-- TASK DATA --
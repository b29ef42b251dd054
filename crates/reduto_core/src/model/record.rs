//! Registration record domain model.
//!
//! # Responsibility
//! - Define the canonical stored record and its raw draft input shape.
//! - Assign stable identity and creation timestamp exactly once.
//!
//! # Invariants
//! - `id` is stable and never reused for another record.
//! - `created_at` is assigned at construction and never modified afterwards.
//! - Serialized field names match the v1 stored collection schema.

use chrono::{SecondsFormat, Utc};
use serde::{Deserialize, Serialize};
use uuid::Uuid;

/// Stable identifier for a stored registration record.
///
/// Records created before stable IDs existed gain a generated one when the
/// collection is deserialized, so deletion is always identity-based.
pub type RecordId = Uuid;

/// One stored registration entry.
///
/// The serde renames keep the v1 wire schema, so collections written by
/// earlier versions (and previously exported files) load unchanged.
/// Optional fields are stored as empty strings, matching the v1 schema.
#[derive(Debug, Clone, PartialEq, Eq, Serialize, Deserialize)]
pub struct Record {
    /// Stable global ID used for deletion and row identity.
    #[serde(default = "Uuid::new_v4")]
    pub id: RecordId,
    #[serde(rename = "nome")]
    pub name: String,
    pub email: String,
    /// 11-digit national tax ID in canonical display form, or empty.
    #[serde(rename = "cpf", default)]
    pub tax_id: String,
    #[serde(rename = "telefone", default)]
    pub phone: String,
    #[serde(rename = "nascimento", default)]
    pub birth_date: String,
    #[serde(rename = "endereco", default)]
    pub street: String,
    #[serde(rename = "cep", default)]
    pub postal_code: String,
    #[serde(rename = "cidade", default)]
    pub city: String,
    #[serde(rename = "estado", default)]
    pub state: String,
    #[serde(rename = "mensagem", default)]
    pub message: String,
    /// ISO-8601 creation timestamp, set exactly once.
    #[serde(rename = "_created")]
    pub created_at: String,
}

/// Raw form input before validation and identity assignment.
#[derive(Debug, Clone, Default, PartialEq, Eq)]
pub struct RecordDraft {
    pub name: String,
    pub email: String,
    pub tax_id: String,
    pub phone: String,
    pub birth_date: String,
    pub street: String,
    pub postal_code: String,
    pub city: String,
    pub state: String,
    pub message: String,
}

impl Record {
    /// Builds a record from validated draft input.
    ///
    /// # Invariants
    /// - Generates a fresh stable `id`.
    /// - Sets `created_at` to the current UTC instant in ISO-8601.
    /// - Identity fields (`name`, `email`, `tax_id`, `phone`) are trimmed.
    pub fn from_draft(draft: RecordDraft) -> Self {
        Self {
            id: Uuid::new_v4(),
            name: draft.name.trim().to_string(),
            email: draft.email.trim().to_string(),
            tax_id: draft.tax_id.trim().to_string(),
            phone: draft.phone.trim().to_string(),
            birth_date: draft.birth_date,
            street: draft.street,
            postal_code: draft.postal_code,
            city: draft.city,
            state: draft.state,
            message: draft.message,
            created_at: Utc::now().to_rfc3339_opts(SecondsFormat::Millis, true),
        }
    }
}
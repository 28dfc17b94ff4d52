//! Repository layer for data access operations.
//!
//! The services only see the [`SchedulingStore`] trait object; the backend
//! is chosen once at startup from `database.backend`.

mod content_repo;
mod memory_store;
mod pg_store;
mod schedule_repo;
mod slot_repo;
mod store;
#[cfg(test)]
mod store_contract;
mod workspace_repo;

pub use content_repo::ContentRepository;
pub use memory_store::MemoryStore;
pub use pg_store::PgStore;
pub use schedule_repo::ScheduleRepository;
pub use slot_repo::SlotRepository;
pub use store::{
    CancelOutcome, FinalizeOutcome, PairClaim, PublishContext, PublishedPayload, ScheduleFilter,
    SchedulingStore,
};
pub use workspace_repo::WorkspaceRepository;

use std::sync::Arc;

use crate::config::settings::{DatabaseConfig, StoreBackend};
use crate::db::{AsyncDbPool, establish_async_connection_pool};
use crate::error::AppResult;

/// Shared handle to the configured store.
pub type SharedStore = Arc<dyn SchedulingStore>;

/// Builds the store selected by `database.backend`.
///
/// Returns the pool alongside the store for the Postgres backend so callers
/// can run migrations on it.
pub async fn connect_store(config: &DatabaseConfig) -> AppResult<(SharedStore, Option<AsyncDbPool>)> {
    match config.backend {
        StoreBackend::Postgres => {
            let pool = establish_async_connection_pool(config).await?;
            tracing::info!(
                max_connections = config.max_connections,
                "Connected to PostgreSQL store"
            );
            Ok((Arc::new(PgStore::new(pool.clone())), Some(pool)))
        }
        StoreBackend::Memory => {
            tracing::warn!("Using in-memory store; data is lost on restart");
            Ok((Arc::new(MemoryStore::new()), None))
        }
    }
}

-- PROBLEM REQUIREMENTS --
Go through the records above and set each one down exactly, please.

-- RESULT FOR THIS EXERCISE --
repository b29ef42b251dd054
filename crates/reduto_core/src/model/record.rs
//! Registration record domain model.
//!
//! # Responsibility
//! - Define the canonical stored record and its raw draft input shape.
//! - Assign stable identity and creation timestamp exactly once.
//!
//! # Invariants
//! - `id` is stable and never reused for another record.
//! - `created_at` is assigned at construction and never modified afterwards.
//! - Serialized field names match the v1 stored collection schema.

use chrono::{SecondsFormat, Utc};
use serde::{Deserialize, Serialize};
use uuid::Uuid;

/// Stable identifier for a stored registration record.
///
/// Records created before stable IDs existed gain a generated one when the
/// collection is deserialized, so deletion is always identity-based.
pub type RecordId = Uuid;

/// One stored registration entry.
///
/// The serde renames keep the v1 wire schema, so collections written by
/// earlier versions (and previously exported files) load unchanged.
/// Optional fields are stored as empty strings, matching the v1 schema.
#[derive(Debug, Clone, PartialEq, Eq, Serialize, Deserialize)]
pub struct Record {
    /// Stable global ID used for deletion and row identity.
    #[serde(default = "Uuid::new_v4")]
    pub id: RecordId,
    #[serde(rename = "nome")]
    pub name: String,
    pub email: String,
    /// 11-digit national tax ID in canonical display form, or empty.
    #[serde(rename = "cpf", default)]
    pub tax_id: String,
    #[serde(rename = "telefone", default)]
    pub phone: String,
    #[serde(rename = "nascimento", default)]
    pub birth_date: String,
    #[serde(rename = "endereco", default)]
    pub street: String,
    #[serde(rename = "cep", default)]
    pub postal_code: String,
    #[serde(rename = "cidade", default)]
    pub city: String,
    #[serde(rename = "estado", default)]
    pub state: String,
    #[serde(rename = "mensagem", default)]
    pub message: String,
    /// ISO-8601 creation timestamp, set exactly once.
    #[serde(rename = "_created")]
    pub created_at: String,
}

/// Raw form input before validation and identity assignment.
#[derive(Debug, Clone, Default, PartialEq, Eq)]
pub struct RecordDraft {
    pub name: String,
    pub email: String,
    pub tax_id: String,
    pub phone: String,
    pub birth_date: String,
    pub street: String,
    pub postal_code: String,
    pub city: String,
    pub state: String,
    pub message: String,
}

impl Record {
    /// Builds a record from validated draft input.
    ///
    /// # Invariants
    /// - Generates a fresh stable `id`.
    /// - Sets `created_at` to the current UTC instant in ISO-8601.
    /// - Identity fields (`name`, `email`, `tax_id`, `phone`) are trimmed.
    pub fn from_draft(draft: RecordDraft) -> Self {
        Self {
            id: Uuid::new_v4(),
            name: draft.name.trim().to_string(),
            email: draft.email.trim().to_string(),
            tax_id: draft.tax_id.trim().to_string(),
            phone: draft.phone.trim().to_string(),
            birth_date: draft.birth_date,
            street: draft.street,
            postal_code: draft.postal_code,
            city: draft.city,
            state: draft.state,
            message: draft.message,
            created_at: Utc::now().to_rfc3339_opts(SecondsFormat::Millis, true),
        }
    }
}
repository 28dfc17b94ff4d52
//! Repository layer for data access operations.
//!
//! The services only see the [`SchedulingStore`] trait object; the backend
//! is chosen once at startup from `database.backend`.

mod content_repo;
mod memory_store;
mod pg_store;
mod schedule_repo;
mod slot_repo;
mod store;
#[cfg(test)]
mod store_contract;
mod workspace_repo;

pub use content_repo::ContentRepository;
pub use memory_store::MemoryStore;
pub use pg_store::PgStore;
pub use schedule_repo::ScheduleRepository;
pub use slot_repo::SlotRepository;
pub use store::{
    CancelOutcome, FinalizeOutcome, PairClaim, PublishContext, PublishedPayload, ScheduleFilter,
    SchedulingStore,
};
pub use workspace_repo::WorkspaceRepository;

use std::sync::Arc;

use crate::config::settings::{DatabaseConfig, StoreBackend};
use crate::db::{AsyncDbPool, establish_async_connection_pool};
use crate::error::AppResult;

/// Shared handle to the configured store.
pub type SharedStore = Arc<dyn SchedulingStore>;

/// Builds the store selected by `database.backend`.
///
/// Returns the pool alongside the store for the Postgres backend so callers
/// can run migrations on it.
pub async fn connect_store(config: &DatabaseConfig) -> AppResult<(SharedStore, Option<AsyncDbPool>)> {
    match config.backend {
        StoreBackend::Postgres => {
            let pool = establish_async_connection_pool(config).await?;
            tracing::info!(
                max_connections = config.max_connections,
                "Connected to PostgreSQL store"
            );
            Ok((Arc::new(PgStore::new(pool.clone())), Some(pool)))
        }
        StoreBackend::Memory => {
            tracing::warn!("Using in-memory store; data is lost on restart");
            Ok((Arc::new(MemoryStore::new()), None))
        }
    }
}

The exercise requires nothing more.